Setelah velle masuk kamar, bunga juga langsung mematikan televisi dan masuk kedalam kamarnya. Didalam kamarnya ia menangis dalam diam, menyesal sudah mengirim stella pada alvaro. Awalnya bunga mengira bahwa jika nanti stella menikah dengan alvaro. Kehidupan stella akan lebih beruntung dari pada dirumahnya.


Mana ada seorang ibu yang membenci putrinya sendiri, dari stella baru lahir bunga sudah mengurusnya dengan kedua tangannya sendiri. Stella adalah sebagian hidupnya, tapi ia harus menutup mata karena ibunya. Bunga membiarkan stella pergi agar stella bahagia, tapi bukan bahagia yang stella dapatkan melainkan duka, bunga sangat menyesal karena tidak bisa melihat baik-buruknya seseorang. Sekarang yang bunga pikirkan, bagaimana keadaan putrinya? Apa putrinya bahagia?


‘tuhan tolong buatlah putriku bahagia, aku mohon. Cukup hidup dengan ku saja dia menderita dengan yang lain jangan’
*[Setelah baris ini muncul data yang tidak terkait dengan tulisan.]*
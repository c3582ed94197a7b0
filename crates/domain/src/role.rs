use serde::{Deserialize, Serialize};

use crate::ApiVersion;

/// One permission rule projected from a role.
///
/// Ordering is kept as returned by the backend; duplicates are not removed.
#[derive(Debug, Clone, Default, PartialEq, Eq, Serialize, Deserialize)]
pub struct Rule {
    /// Permission verbs, e.g. `get` or `list`.
    pub verbs: Vec<String>,
    /// Resource kinds the verbs apply to.
    pub resources: Vec<String>,
}

/// Role referenced by a binding, in revision-independent form.
#[derive(Debug, Clone, PartialEq, Eq, Serialize, Deserialize)]
pub struct CanonicalRole {
    /// Role name within its revision's cluster scope.
    pub name: String,
    /// Revision the role was observed through.
    pub version: ApiVersion,
    /// Permission rules, empty until the role is resolved.
    pub rules: Vec<Rule>,
}

impl CanonicalRole {
    /// Creates an unresolved role reference.
    #[must_use]
    pub fn new(name: impl Into<String>, version: ApiVersion) -> Self {
        Self {
            name: name.into(),
            version,
            rules: Vec::new(),
        }
    }

    /// Returns whether rules were populated by a resolver call.
    #[must_use]
    pub fn is_resolved(&self) -> bool {
        !self.rules.is_empty()
    }

    /// Returns the untyped reference used by role resolution.
    #[must_use]
    pub fn reference(&self) -> RoleReference {
        RoleReference::from(self)
    }
}

/// Role reference as carried by callers that have not validated the revision.
#[derive(Debug, Clone, PartialEq, Eq, Serialize, Deserialize)]
pub struct RoleReference {
    /// Role name.
    pub name: String,
    /// Revision path value, e.g. `v1`.
    pub version: String,
}

impl RoleReference {
    /// Creates a role reference from raw values.
    #[must_use]
    pub fn new(name: impl Into<String>, version: impl Into<String>) -> Self {
        Self {
            name: name.into(),
            version: version.into(),
        }
    }
}

impl From<&CanonicalRole> for RoleReference {
    fn from(role: &CanonicalRole) -> Self {
        Self {
            name: role.name.clone(),
            version: role.version.as_str().to_owned(),
        }
    }
}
Bunga menghapus air matanya dengan cepat ia kekamar mandi ketika velle mengetuk pintu kamarnya.


“bun?” panggil velle


“hm”


“bunda, velle pergi ya. Ada pasien dirumah sakit”


“iya, pergilah”


Bunga mematikan keran air ketika ia sudah tidak mendengar suara velle diluar. Bunga tidak bisa diam saja seperti ini. ia harus memberi pelajaran sendiri pada alvaro karena telah menduakan putrinya.
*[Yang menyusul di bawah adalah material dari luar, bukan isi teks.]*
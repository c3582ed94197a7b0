use std::sync::{Arc, Mutex, PoisonError};

use async_trait::async_trait;
use rbac_inspector_core::{AppError, AppResult};
use rbac_inspector_domain::{ApiVersion, BindingListPayload, RawWatchEvent, RolePayload};
use tokio::sync::mpsc;

/// Connection provider port for one schema revision of the RBAC API.
#[async_trait]
pub trait RbacApi: Send + Sync {
    /// Revision served by this handle.
    fn version(&self) -> ApiVersion;

    /// Opens a change subscription for cluster role bindings.
    async fn watch_cluster_role_bindings(&self) -> AppResult<WatchSubscription>;

    /// Lists the current cluster role bindings.
    async fn list_cluster_role_bindings(&self) -> AppResult<BindingListPayload>;

    /// Fetches one cluster role by name.
    async fn get_cluster_role(&self, name: &str) -> AppResult<RolePayload>;
}

type ReleaseFn = Box<dyn FnOnce() + Send>;

/// Releases one backend subscription at most once.
///
/// Clones share the same release slot, so stopping through any clone
/// releases the subscription for all of them.
#[derive(Clone)]
pub struct StopHandle {
    release: Arc<Mutex<Option<ReleaseFn>>>,
}

impl StopHandle {
    /// Creates a handle that runs `release` on the first stop.
    #[must_use]
    pub fn new(release: impl FnOnce() + Send + 'static) -> Self {
        Self {
            release: Arc::new(Mutex::new(Some(Box::new(release)))),
        }
    }

    /// Creates a handle with nothing to release.
    #[must_use]
    pub fn noop() -> Self {
        Self::new(|| {})
    }

    /// Releases the subscription. Returns false when it was already released.
    pub fn stop(&self) -> bool {
        let release = self
            .release
            .lock()
            .unwrap_or_else(PoisonError::into_inner)
            .take();

        match release {
            Some(release) => {
                release();
                true
            }
            None => false,
        }
    }

    /// Returns whether the subscription was released.
    #[must_use]
    pub fn is_stopped(&self) -> bool {
        self.release
            .lock()
            .unwrap_or_else(PoisonError::into_inner)
            .is_none()
    }
}

/// An open change subscription: its notification channel and release handle.
pub struct WatchSubscription {
    events: mpsc::Receiver<RawWatchEvent>,
    stop: StopHandle,
}

impl WatchSubscription {
    /// Creates a subscription from a notification channel and its release handle.
    #[must_use]
    pub fn new(events: mpsc::Receiver<RawWatchEvent>, stop: StopHandle) -> Self {
        Self { events, stop }
    }

    /// Splits the subscription into its channel and release handle.
    #[must_use]
    pub fn into_parts(self) -> (mpsc::Receiver<RawWatchEvent>, StopHandle) {
        (self.events, self.stop)
    }
}

/// One connection handle per supported revision.
#[derive(Clone)]
pub struct RbacApis {
    v1: Arc<dyn RbacApi>,
    v1alpha1: Arc<dyn RbacApi>,
    v1beta1: Arc<dyn RbacApi>,
}

impl RbacApis {
    /// Groups the three revision handles, checking each serves its slot.
    pub fn new(
        v1: Arc<dyn RbacApi>,
        v1alpha1: Arc<dyn RbacApi>,
        v1beta1: Arc<dyn RbacApi>,
    ) -> AppResult<Self> {
        for (expected, api) in [
            (ApiVersion::V1, &v1),
            (ApiVersion::V1Alpha1, &v1alpha1),
            (ApiVersion::V1Beta1, &v1beta1),
        ] {
            if api.version() != expected {
                return Err(AppError::Validation(format!(
                    "expected a {expected} api handle, got {}",
                    api.version()
                )));
            }
        }

        Ok(Self {
            v1,
            v1alpha1,
            v1beta1,
        })
    }

    /// Returns the handle serving one revision.
    #[must_use]
    pub fn get(&self, version: ApiVersion) -> &Arc<dyn RbacApi> {
        match version {
            ApiVersion::V1 => &self.v1,
            ApiVersion::V1Alpha1 => &self.v1alpha1,
            ApiVersion::V1Beta1 => &self.v1beta1,
        }
    }
}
“belum tidur bun?” tanya bram masuk kedalam kamar.


“ini baru mau tidur yah, pekerjaan ayah sudah selesai?”


“sudah bun, bunda tidur duluan. Ayah masih ada sedikit pekerjaan”
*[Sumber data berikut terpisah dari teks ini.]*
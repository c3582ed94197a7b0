use std::sync::Arc;

use rbac_inspector_core::AppResult;
use rbac_inspector_domain::{ApiVersion, RawWatchEvent};
use tokio::sync::mpsc;
use tracing::debug;

use crate::binding_adapters::TaggedWatchEvent;
use crate::rbac_ports::{RbacApi, StopHandle};

/// Owns one long-lived binding subscription for a single revision.
pub struct WatchSession {
    api: Arc<dyn RbacApi>,
    stop: Option<StopHandle>,
}

impl WatchSession {
    /// Creates a closed session over one revision handle.
    #[must_use]
    pub fn new(api: Arc<dyn RbacApi>) -> Self {
        Self { api, stop: None }
    }

    /// Revision this session watches.
    #[must_use]
    pub fn version(&self) -> ApiVersion {
        self.api.version()
    }

    /// Establishes the subscription and returns its event source.
    ///
    /// Re-opening releases the previous subscription first. Errors carry the
    /// revision tag.
    pub async fn open(&mut self) -> AppResult<SessionEvents> {
        self.stop();

        let version = self.version();
        let subscription = self
            .api
            .watch_cluster_role_bindings()
            .await
            .map_err(|error| error.with_context(version))?;
        let (receiver, stop) = subscription.into_parts();
        self.stop = Some(stop);

        debug!(version = %version, "opened cluster role binding watch");

        Ok(SessionEvents {
            version,
            receiver,
            open: true,
        })
    }

    /// Releases the subscription. Safe to call any number of times.
    pub fn stop(&self) {
        if let Some(stop) = &self.stop
            && stop.stop()
        {
            debug!(version = %self.version(), "released cluster role binding watch");
        }
    }

    /// Returns whether an opened subscription was released.
    #[must_use]
    pub fn is_stopped(&self) -> bool {
        self.stop.as_ref().is_none_or(StopHandle::is_stopped)
    }
}

/// Lazy event source of one open session.
pub struct SessionEvents {
    version: ApiVersion,
    receiver: mpsc::Receiver<RawWatchEvent>,
    open: bool,
}

impl SessionEvents {
    /// Revision of the originating session.
    #[must_use]
    pub fn version(&self) -> ApiVersion {
        self.version
    }

    /// Returns false once the backend closed the stream.
    #[must_use]
    pub fn is_open(&self) -> bool {
        self.open
    }

    /// Waits for the next notification, tagged with this session's revision.
    pub async fn recv(&mut self) -> Option<TaggedWatchEvent> {
        match self.receiver.recv().await {
            Some(event) => Some(TaggedWatchEvent {
                version: self.version,
                event,
            }),
            None => {
                self.open = false;
                None
            }
        }
    }
}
“iya yah, ayah mau dibuat kan kopi lagi?” tawar bunga membuat bram menggelengkan kepalanya.


“kopi ayah masih ada bun”


“kalau begitu, bunda tidur duluan yah” ujar bunga yang langsung diangguki oleh bram, malam ini bram akan tidur malam lagi karena pekerjaanya yang menumpuk.


“iya”


Bunga mengurungkan niatnya untuk pergi ke kediaman alvaro sekarang, besok pagi ia akan mendatangi alvaro tapi bunga berjanji besok ia akan datang kerumah alvaro.


Jangan lupa like n komen n SHARE keteman-teman kalian💚


Karena satu dukungan dari setiap kalian sangat berharga untuk author.


Tbc...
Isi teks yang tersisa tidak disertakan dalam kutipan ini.